Daniels’s forthrightness has been enabled by the last generation of feminist activism. Over the last decade, sex-positive feminists have waged a war on “slut-shaming,” and this has changed how sex scandals play out politically. For instance, attempts to tarnish first lady Melania Trump for her past as a semi-nude model, both in the 2016 campaign and after, have fallen flat.

In Rolling Stone, Denver Nicks writes that Daniels is “hated by the right, mocked by the left.” This is not true. The right has been relatively quiet and tame, perhaps for fear that Daniels does indeed have photos or videos that prove her affair with Trump. Breitbart has played its coverage surprisingly straight, while The Federalist has only glancingly touched on the scandal. Fox News, meanwhile, has avoided and downplayed the story.

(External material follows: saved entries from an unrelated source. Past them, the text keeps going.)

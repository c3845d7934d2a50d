use dnsprobe_application::ports::PersistenceQueue;
use futures::future::BoxFuture;
use tokio::sync::{mpsc, oneshot};
use tokio_util::sync::CancellationToken;
use tracing::{debug, info};

/// Runs appended tasks one at a time, in submission order, on a single worker.
pub struct SerialWorkQueue {
    tx: mpsc::UnboundedSender<BoxFuture<'static, ()>>,
}

impl SerialWorkQueue {
    pub fn start(shutdown: CancellationToken) -> Self {
        let (tx, mut rx) = mpsc::unbounded_channel::<BoxFuture<'static, ()>>();

        tokio::spawn(async move {
            let mut completed: u64 = 0;
            loop {
                tokio::select! {
                    biased;
                    _ = shutdown.cancelled() => {
                        info!(completed, "Work queue shutting down");
                        break;
                    }
                    task = rx.recv() => match task {
                        Some(task) => {
                            task.await;
                            completed += 1;
                        }
                        None => break,
                    },
                }
            }
        });

        Self { tx }
    }

    /// Resolves once every task appended before this call has run.
    pub async fn flush(&self) {
        let (done_tx, done_rx) = oneshot::channel();
        self.append(Box::pin(async move {
            let _ = done_tx.send(());
        }));
        let _ = done_rx.await;
    }
}

impl PersistenceQueue for SerialWorkQueue {
    fn append(&self, task: BoxFuture<'static, ()>) {
        if self.tx.send(task).is_err() {
            debug!("Work queue stopped, task dropped");
        }
    }
}
#![allow(dead_code)]
use std::net::SocketAddr;
use std::sync::atomic::{AtomicUsize, Ordering};
use std::sync::{Arc, Mutex};
use tokio::net::UdpSocket;
use tokio::sync::oneshot;

/// How the mock server answers every query.
#[derive(Debug, Clone, Copy, PartialEq, Eq)]
pub enum MockReply {
    /// NOERROR with a single A record.
    Answer([u8; 4]),
    /// NOERROR with a single TXT record.
    Txt(&'static str),
    /// NOERROR, no answers.
    NoData,
    NxDomain,
    ServFail,
    Refused,
    /// Never responds.
    Silent,
}

impl MockReply {
    fn rcode(&self) -> u8 {
        match self {
            Self::ServFail => 2,
            Self::NxDomain => 3,
            Self::Refused => 5,
            _ => 0,
        }
    }
}

/// Loopback UDP DNS server with a fixed, switchable reply.
pub struct MockDnsServer {
    addr: SocketAddr,
    reply: Arc<Mutex<MockReply>>,
    queries: Arc<AtomicUsize>,
    shutdown_tx: Option<oneshot::Sender<()>>,
}

impl MockDnsServer {
    /// Starts a server on an ephemeral loopback port.
    pub async fn start(reply: MockReply) -> Result<Self, std::io::Error> {
        let socket = UdpSocket::bind(SocketAddr::from(([127, 0, 0, 1], 0))).await?;
        let addr = socket.local_addr()?;

        let reply = Arc::new(Mutex::new(reply));
        let queries = Arc::new(AtomicUsize::new(0));
        let (shutdown_tx, mut shutdown_rx) = oneshot::channel();

        let server_reply = reply.clone();
        let server_queries = queries.clone();
        tokio::spawn(async move {
            let mut buf = vec![0u8; 512];

            loop {
                tokio::select! {
                    _ = &mut shutdown_rx => {
                        break;
                    }
                    result = socket.recv_from(&mut buf) => {
                        if let Ok((len, peer)) = result {
                            server_queries.fetch_add(1, Ordering::SeqCst);
                            let reply = *server_reply.lock().unwrap();
                            if reply == MockReply::Silent {
                                continue;
                            }
                            let response = Self::build_response(&buf[..len], reply);
                            let _ = socket.send_to(&response, peer).await;
                        }
                    }
                }
            }
        });

        Ok(Self {
            addr,
            reply,
            queries,
            shutdown_tx: Some(shutdown_tx),
        })
    }

    pub fn addr(&self) -> SocketAddr {
        self.addr
    }

    pub fn set_reply(&self, reply: MockReply) {
        *self.reply.lock().unwrap() = reply;
    }

    pub fn queries(&self) -> usize {
        self.queries.load(Ordering::SeqCst)
    }

    /// Echoes the query's ID and question, then appends the configured answer.
    pub fn build_response(query: &[u8], reply: MockReply) -> Vec<u8> {
        if query.len() < 12 {
            return vec![];
        }

        let mut response = Vec::with_capacity(512);

        // Transaction ID
        response.extend_from_slice(&query[0..2]);

        // QR=1, RD=1 / RA=1, RCODE
        response.push(0x81);
        response.push(0x80 | reply.rcode());

        // Questions count (from query)
        response.extend_from_slice(&query[4..6]);

        let answers: u8 = if matches!(reply, MockReply::Answer(_) | MockReply::Txt(_)) {
            1
        } else {
            0
        };
        response.extend_from_slice(&[0x00, answers]);

        // Authority RRs: 0, Additional RRs: 0
        response.extend_from_slice(&[0x00, 0x00, 0x00, 0x00]);

        // Copy question section (rest of query)
        response.extend_from_slice(&query[12..]);

        if let MockReply::Answer(ip) = reply {
            response.extend_from_slice(&[
                0xc0, 0x0c, // Name pointer to question
                0x00, 0x01, // Type A
                0x00, 0x01, // Class IN
                0x00, 0x00, 0x00, 0x3c, // TTL: 60 seconds
                0x00, 0x04, // Data length: 4 bytes
            ]);
            response.extend_from_slice(&ip);
        }

        if let MockReply::Txt(text) = reply {
            let text = &text.as_bytes()[..text.len().min(255)];
            let rdlength = (text.len() + 1) as u16;
            response.extend_from_slice(&[
                0xc0, 0x0c, // Name pointer to question
                0x00, 0x10, // Type TXT
                0x00, 0x01, // Class IN
                0x00, 0x00, 0x00, 0x3c, // TTL: 60 seconds
            ]);
            response.extend_from_slice(&rdlength.to_be_bytes());
            response.push(text.len() as u8);
            response.extend_from_slice(text);
        }

        response
    }

    pub fn shutdown(mut self) {
        if let Some(tx) = self.shutdown_tx.take() {
            let _ = tx.send(());
        }
    }
}

impl Drop for MockDnsServer {
    fn drop(&mut self) {
        if let Some(tx) = self.shutdown_tx.take() {
            let _ = tx.send(());
        }
    }
}
pub mod wildcard_filter;

pub use wildcard_filter::{registrable_domain, WildcardFilter};
mod bootstrap;
mod session;

use clap::{Parser, Subcommand};
use dnsprobe_application::ports::{DiscoverySession, EventDispatcher, PersistenceQueue};
use dnsprobe_application::use_cases::RequestContext;
use dnsprobe_application::ResolverContext;
use dnsprobe_domain::{CliOverrides, DomainError, ExtractedAnswer, RecordType};
use dnsprobe_infrastructure::{ContextBuilder, SerialWorkQueue};
use session::{InMemoryAssetStore, InMemorySession, LoggingDispatcher};
use std::sync::Arc;
use tokio_util::sync::CancellationToken;
use tracing::{info, warn};

#[derive(Parser)]
#[command(name = "dnsprobe")]
#[command(version, about = "DNS resolution core for asset discovery")]
struct Cli {
    /// Path to configuration file
    #[arg(short, long, global = true)]
    config: Option<String>,

    /// Log level or env-filter directive
    #[arg(short, long, global = true)]
    log_level: Option<String>,

    /// Override the public resolver list URL
    #[arg(long, global = true)]
    public_list_url: Option<String>,

    /// Do not start the guess pipeline
    #[arg(long, global = true)]
    no_guess: bool,

    #[command(subcommand)]
    command: Command,
}

#[derive(Subcommand)]
enum Command {
    /// Resolve a name and print the answers of the requested type
    Query {
        name: String,

        #[arg(short = 't', long = "type", default_value = "A")]
        record_type: RecordType,

        /// Use the untrusted public pool instead of the trusted one
        #[arg(long)]
        untrusted: bool,
    },
    /// Speculatively resolve candidate names on the untrusted pool
    Guess {
        #[arg(required = true)]
        names: Vec<String>,
    },
    /// Build both pools and print their sizes
    Pools,
}

#[tokio::main]
async fn main() -> anyhow::Result<()> {
    let cli = Cli::parse();

    let overrides = CliOverrides {
        log_level: cli.log_level.clone(),
        public_list_url: cli.public_list_url.clone(),
        disable_guessing: cli.no_guess,
    };
    let config = bootstrap::load_config(cli.config.as_deref(), overrides)?;
    bootstrap::init_logging(&config);

    info!(
        attempts = config.resolvers.attempts,
        public_list_url = %config.resolvers.public_list_url,
        min_reliability = config.resolvers.min_reliability,
        guessing = config.guess.enabled,
        "Configuration loaded"
    );

    let shutdown = CancellationToken::new();
    let signal_token = shutdown.clone();
    tokio::spawn(async move {
        if tokio::signal::ctrl_c().await.is_ok() {
            info!("Interrupt received, shutting down");
            signal_token.cancel();
        }
    });

    let ctx = ContextBuilder::new(&config).build(shutdown.clone()).await?;

    let result = match cli.command {
        Command::Query {
            name,
            record_type,
            untrusted,
        } => run_query(&ctx, &name, record_type, untrusted).await,
        Command::Guess { names } => run_guess(&ctx, names, shutdown.clone()).await,
        Command::Pools => {
            println!("trusted\t{}", ctx.trusted_count());
            println!("untrusted\t{}", ctx.untrusted_count());
            println!("guessing\t{}", ctx.guessing_enabled());
            Ok(())
        }
    };

    shutdown.cancel();
    result
}

async fn run_query(
    ctx: &ResolverContext,
    name: &str,
    record_type: RecordType,
    untrusted: bool,
) -> anyhow::Result<()> {
    let result = if untrusted {
        ctx.query_untrusted(name, record_type).await
    } else {
        ctx.query(name, record_type).await
    };

    match result {
        Ok(answers) if answers.is_empty() => {
            eprintln!("{name}: no {record_type} answers");
            Ok(())
        }
        Ok(answers) => {
            print_answers(&answers);
            Ok(())
        }
        Err(DomainError::NameDoesNotExist) => {
            eprintln!("{name}: NXDOMAIN");
            Ok(())
        }
        Err(DomainError::NoRecordOfType) => {
            eprintln!("{name}: no {record_type} records");
            Ok(())
        }
        Err(e) => Err(e.into()),
    }
}

fn print_answers(answers: &[ExtractedAnswer]) {
    for answer in answers {
        println!("{}\t{}\t{}", answer.name, answer.record_type, answer.data);
    }
}

async fn run_guess(
    ctx: &ResolverContext,
    names: Vec<String>,
    shutdown: CancellationToken,
) -> anyhow::Result<()> {
    if !ctx.guessing_enabled() {
        warn!("Guessing is disabled or no untrusted resolvers are available");
        return Ok(());
    }

    let queue = Arc::new(SerialWorkQueue::start(shutdown.child_token()));
    let store = Arc::new(InMemoryAssetStore::default());
    let session: Arc<dyn DiscoverySession> = Arc::new(InMemorySession::new(
        "cli",
        shutdown.clone(),
        Arc::clone(&store),
        Arc::clone(&queue) as Arc<dyn PersistenceQueue>,
    ));
    let dispatcher: Arc<dyn EventDispatcher> = Arc::new(LoggingDispatcher);

    for name in &names {
        ctx.submit_guess(
            RequestContext::new(Arc::clone(&session), Arc::clone(&dispatcher)),
            name,
        );
    }

    tokio::select! {
        _ = ctx.wait_for_guesses() => {}
        _ = shutdown.cancelled() => {}
    }
    queue.flush().await;

    let found = store.names();
    info!(submitted = names.len(), discovered = found.len(), "Guessing finished");
    for name in found {
        println!("{name}");
    }
    Ok(())
}
//! dnsprobe Application Layer
//!
//! Ports describe the collaborators the resolution core talks to; use cases
//! implement the query engine and the speculative guess pipeline on top of them.
pub mod context;
pub mod ports;
pub mod services;
pub mod use_cases;

pub use context::ResolverContext;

The reticence of the right might also be motivated by their awareness of Trump’s character. While Clinton’s infidelities were also widely known, it still seemed shocking that so astute a political figure would risk wrecking his presidency on an office fling. With Trump, few will argue that it’s implausible he had an affair with a porn star and paid her hush money. “We all know what Trump is,” Greg Gutfeld said last week on Fox News’ The Five. “That’s why this Stormy Daniels thing doesn’t really resonate with Americans.” He added, “Americans know what they elected. So Donald Trump is attracted to adult film stars. I think that’s not shocking.”

Some conservatives might call liberals hypocrites for championing Daniels when few of them defended Lewinsky. But the difference is less the result of partisanship than the evolution of social mores. It’s no accident that Lewinsky herself is being treated more favorably by liberals in recent years—and that there’s a growing belief on the left that Clinton should have resigned.

“This business about Stormy is not going to go away,” Democratic Congresswoman Maxine Waters said Sunday on MSNBC. “If for some reason [Robert] Mueller does not get him, Stormy will. So we know that this is going to go on.” Waters is right. Daniels is a formidable foe: smart, tenacious, and unfazed by character attacks. She has a story to tell, and in this #MeToo moment, she has the cultural space to tell it. The sexist stereotypes used to marginalize figures like her are losing their potency. And she just might have those photos.